● **Data excerpts**:
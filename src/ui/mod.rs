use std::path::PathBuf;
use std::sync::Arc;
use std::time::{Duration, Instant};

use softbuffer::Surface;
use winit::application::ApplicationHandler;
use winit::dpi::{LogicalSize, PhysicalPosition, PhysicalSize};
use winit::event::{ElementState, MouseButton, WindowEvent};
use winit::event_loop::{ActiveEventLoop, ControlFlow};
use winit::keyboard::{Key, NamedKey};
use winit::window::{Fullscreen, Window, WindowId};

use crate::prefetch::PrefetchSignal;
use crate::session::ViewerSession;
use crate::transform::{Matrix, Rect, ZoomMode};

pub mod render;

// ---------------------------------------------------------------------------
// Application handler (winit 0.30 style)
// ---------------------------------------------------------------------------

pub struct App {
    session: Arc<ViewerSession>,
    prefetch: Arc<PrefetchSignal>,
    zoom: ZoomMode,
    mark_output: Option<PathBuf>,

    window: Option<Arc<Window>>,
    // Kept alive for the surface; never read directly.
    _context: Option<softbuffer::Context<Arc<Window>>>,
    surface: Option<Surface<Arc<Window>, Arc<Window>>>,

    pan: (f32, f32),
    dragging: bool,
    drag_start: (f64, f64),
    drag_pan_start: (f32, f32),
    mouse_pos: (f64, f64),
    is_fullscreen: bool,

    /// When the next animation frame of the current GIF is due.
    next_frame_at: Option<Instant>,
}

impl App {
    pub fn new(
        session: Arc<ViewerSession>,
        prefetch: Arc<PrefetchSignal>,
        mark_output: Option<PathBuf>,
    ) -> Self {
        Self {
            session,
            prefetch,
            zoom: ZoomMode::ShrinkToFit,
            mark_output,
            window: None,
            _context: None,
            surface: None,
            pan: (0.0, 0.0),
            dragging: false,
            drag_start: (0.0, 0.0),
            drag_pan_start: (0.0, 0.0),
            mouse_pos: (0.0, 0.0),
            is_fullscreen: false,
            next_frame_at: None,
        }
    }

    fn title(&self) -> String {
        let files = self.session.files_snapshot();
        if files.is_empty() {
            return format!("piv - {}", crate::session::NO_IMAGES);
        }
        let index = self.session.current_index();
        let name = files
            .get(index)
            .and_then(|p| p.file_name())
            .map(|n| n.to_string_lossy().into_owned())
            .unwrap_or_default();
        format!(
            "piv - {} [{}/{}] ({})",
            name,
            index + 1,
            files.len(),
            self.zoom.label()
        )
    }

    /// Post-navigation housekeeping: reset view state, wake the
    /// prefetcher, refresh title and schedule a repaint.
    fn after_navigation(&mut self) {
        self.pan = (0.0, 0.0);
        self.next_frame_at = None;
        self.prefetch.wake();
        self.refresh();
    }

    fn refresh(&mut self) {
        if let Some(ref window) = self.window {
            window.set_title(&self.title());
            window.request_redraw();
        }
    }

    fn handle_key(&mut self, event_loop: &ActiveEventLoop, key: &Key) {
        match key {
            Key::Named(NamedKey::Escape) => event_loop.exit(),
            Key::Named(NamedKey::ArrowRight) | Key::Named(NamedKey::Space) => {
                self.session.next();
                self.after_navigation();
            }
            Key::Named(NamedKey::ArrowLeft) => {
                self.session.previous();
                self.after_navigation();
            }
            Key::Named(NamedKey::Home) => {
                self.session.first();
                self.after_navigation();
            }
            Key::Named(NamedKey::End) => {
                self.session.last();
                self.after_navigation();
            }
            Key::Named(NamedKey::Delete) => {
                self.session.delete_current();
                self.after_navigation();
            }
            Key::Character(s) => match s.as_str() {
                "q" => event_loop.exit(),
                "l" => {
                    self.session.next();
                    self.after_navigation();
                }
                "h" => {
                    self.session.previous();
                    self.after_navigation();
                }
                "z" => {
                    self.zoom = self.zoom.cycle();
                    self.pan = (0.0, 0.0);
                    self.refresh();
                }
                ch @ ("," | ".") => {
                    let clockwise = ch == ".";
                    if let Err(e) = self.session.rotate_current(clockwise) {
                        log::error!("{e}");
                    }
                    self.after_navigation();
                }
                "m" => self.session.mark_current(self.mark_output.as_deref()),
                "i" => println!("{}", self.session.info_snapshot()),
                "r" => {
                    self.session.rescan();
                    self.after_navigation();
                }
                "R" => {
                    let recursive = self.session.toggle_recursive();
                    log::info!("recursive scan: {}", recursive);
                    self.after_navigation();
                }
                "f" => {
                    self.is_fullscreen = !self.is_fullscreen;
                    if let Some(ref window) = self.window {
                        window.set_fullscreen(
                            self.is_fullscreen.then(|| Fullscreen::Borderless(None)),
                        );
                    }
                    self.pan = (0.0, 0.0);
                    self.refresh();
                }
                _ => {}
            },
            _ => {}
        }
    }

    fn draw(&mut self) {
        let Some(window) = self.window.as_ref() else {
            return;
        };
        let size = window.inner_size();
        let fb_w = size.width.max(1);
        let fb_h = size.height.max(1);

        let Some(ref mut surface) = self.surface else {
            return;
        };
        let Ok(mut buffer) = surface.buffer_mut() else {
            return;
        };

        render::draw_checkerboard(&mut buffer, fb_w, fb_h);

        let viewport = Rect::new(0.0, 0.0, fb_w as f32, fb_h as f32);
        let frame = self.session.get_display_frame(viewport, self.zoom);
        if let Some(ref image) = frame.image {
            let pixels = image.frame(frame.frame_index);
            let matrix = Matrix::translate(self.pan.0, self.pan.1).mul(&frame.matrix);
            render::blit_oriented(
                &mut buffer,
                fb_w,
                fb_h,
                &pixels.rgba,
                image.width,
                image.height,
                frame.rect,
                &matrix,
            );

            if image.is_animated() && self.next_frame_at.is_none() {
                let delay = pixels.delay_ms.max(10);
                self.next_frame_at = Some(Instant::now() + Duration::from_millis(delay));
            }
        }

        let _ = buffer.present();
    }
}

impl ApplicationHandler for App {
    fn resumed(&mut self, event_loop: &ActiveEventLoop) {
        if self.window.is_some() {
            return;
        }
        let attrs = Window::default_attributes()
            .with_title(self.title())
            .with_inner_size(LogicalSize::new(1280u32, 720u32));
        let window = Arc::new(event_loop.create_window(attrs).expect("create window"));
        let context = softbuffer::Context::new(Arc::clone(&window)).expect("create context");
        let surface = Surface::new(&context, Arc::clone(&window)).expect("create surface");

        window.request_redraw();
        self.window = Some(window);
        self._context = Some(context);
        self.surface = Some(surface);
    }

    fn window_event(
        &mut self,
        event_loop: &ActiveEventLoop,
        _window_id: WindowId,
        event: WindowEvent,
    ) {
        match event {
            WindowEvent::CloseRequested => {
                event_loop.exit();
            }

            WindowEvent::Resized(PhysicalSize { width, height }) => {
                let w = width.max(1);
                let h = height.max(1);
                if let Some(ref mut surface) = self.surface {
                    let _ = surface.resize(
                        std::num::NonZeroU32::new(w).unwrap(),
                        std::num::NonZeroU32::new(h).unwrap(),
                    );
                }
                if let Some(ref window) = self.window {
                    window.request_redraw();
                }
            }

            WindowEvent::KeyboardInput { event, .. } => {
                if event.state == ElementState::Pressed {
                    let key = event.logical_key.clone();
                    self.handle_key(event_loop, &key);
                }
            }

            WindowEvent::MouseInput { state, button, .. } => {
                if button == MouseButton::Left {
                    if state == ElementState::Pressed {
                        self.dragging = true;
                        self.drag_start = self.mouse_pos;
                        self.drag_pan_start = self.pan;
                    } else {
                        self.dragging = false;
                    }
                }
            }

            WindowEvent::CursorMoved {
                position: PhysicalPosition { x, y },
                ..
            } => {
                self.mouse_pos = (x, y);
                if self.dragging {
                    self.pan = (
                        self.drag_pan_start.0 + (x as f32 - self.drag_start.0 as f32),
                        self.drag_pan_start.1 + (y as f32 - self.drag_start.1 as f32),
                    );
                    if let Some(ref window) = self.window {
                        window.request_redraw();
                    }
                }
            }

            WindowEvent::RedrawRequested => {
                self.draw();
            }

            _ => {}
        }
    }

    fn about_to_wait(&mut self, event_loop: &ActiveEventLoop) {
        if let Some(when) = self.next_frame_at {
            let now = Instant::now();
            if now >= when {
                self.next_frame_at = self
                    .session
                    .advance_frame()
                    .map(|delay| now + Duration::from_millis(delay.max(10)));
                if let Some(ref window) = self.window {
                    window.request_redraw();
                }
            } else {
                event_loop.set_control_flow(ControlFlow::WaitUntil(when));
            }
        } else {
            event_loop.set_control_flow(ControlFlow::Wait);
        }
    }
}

* * *

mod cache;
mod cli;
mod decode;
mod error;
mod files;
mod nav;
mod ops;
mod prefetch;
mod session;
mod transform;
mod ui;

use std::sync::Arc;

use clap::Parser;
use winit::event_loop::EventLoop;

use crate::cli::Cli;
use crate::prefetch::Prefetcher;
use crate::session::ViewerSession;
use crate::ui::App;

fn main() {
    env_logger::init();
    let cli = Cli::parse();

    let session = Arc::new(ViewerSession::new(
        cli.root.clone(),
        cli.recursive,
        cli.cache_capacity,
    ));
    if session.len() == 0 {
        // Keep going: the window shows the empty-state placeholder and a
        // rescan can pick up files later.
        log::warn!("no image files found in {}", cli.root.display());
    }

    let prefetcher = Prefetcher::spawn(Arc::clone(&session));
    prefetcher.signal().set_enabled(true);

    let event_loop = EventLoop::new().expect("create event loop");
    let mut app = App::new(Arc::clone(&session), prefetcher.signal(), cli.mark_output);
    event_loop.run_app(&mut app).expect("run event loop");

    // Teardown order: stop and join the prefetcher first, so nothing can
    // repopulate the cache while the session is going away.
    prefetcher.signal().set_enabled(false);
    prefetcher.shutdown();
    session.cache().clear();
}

● **GOAL OF THE EXERCISE**:
Using the records above, list each line that includes "Option".

● **THE ANSWER**:
    mark_output: Option<PathBuf>,
    window: Option<Arc<Window>>,
    _context: Option<softbuffer::Context<Arc<Window>>>,
    surface: Option<Surface<Arc<Window>, Arc<Window>>>,
    next_frame_at: Option<Instant>,
        mark_output: Option<PathBuf>,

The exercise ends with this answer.